- Kaua Tanda Location in Uttar Pradesh, India
- Coordinates: 27°12′26″N 79°14′56″E﻿ / ﻿27.20712°N 79.24878°E
- Country: India
- State: Uttar Pradesh
- District: Mainpuri
- Tehsil: Bhongaon

Area
- • Total: 2.67 km^{2} (1.03 sq mi)

Population (2011)
- • Total: 1,408
- • Density: 527/km^{2} (1,370/sq mi)
- Time zone: UTC+5:30 (IST)

= Kaua Tanda =

Village in Uttar Pradesh, India

Kaua Tanda is a village in Bewar block of Mainpuri district, Uttar Pradesh. As of 2011, it has a population of 1,408, in 230 households.

== Demographics ==
As of 2011, Kaua Tanda had a population of 1,408, in 230 households. This population was 53.1% male (747) and 46.9% female (661). The 0-6 age group numbered 185 (90 male and 95 female), or 13.1% of the total population. 397 residents were members of Scheduled Castes, or 28.2% of the total.

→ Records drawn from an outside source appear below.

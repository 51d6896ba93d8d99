use axum::body::Body;
use axum::extract::State;
use axum::http::{header, StatusCode};
use axum::response::{IntoResponse, Response};
use tracing::debug;

use crate::server::AppState;
use crate::xml;

/// `GET /` — list every bucket under the configured root.
pub async fn list_buckets(State(state): State<AppState>) -> impl IntoResponse {
    debug!("listing buckets");
    match state.store.get_buckets().await {
        Ok(buckets) => Response::builder()
            .status(StatusCode::OK)
            .header(header::CONTENT_TYPE, "application/xml")
            .header("Access-Control-Allow-Origin", "*")
            .body(Body::from(xml::build_buckets(&buckets)))
            .unwrap(),
        Err(err) => err.into_response(),
    }
}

The 1981 census recorded Kaua Tanda population at 963 people, in 104 households.

The 1961 census recorded Kaua Tanda as comprising 3 hamlets, with a total population of 674 people (369 male and 305 female), in 143 households and 91 physical houses. The area of the village was given as 644 acres and it had a post office.

== Infrastructure ==
As of 2011, Kaua Tanda had 2 primary schools; it did not have any healthcare facilities. Drinking water was provided by well, hand pump, and tube well/borehole; there were no public toilets. The village had a sub post office but no public library; there was at least some access to electricity. Streets were made of both kachcha and pakka materials.